— EXERCISE DIRECTIONS —
Beneath this instruction is a listing; write out exactly the line that contains "drives a machine" and each line after it to the last.

— ENTRIES SHOWN —
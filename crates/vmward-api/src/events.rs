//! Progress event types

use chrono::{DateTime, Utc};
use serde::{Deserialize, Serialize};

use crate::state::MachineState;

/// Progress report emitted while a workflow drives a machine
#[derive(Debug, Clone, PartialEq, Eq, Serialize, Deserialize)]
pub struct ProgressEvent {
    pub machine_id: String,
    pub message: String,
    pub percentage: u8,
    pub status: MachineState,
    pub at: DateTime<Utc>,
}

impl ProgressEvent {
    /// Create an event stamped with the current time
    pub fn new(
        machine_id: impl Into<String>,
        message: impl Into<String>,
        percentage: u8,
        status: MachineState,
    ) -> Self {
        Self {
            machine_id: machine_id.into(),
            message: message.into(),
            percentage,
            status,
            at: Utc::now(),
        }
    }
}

— YOUR RESPONSE —
/// Progress report emitted while a workflow drives a machine
#[derive(Debug, Clone, PartialEq, Eq, Serialize, Deserialize)]
pub struct ProgressEvent {
    pub machine_id: String,
    pub message: String,
    pub percentage: u8,
    pub status: MachineState,
    pub at: DateTime<Utc>,
}

impl ProgressEvent {
    /// Create an event stamped with the current time
    pub fn new(
        machine_id: impl Into<String>,
        message: impl Into<String>,
        percentage: u8,
        status: MachineState,
    ) -> Self {
        Self {
            machine_id: machine_id.into(),
            message: message.into(),
            percentage,
            status,
            at: Utc::now(),
        }
    }
}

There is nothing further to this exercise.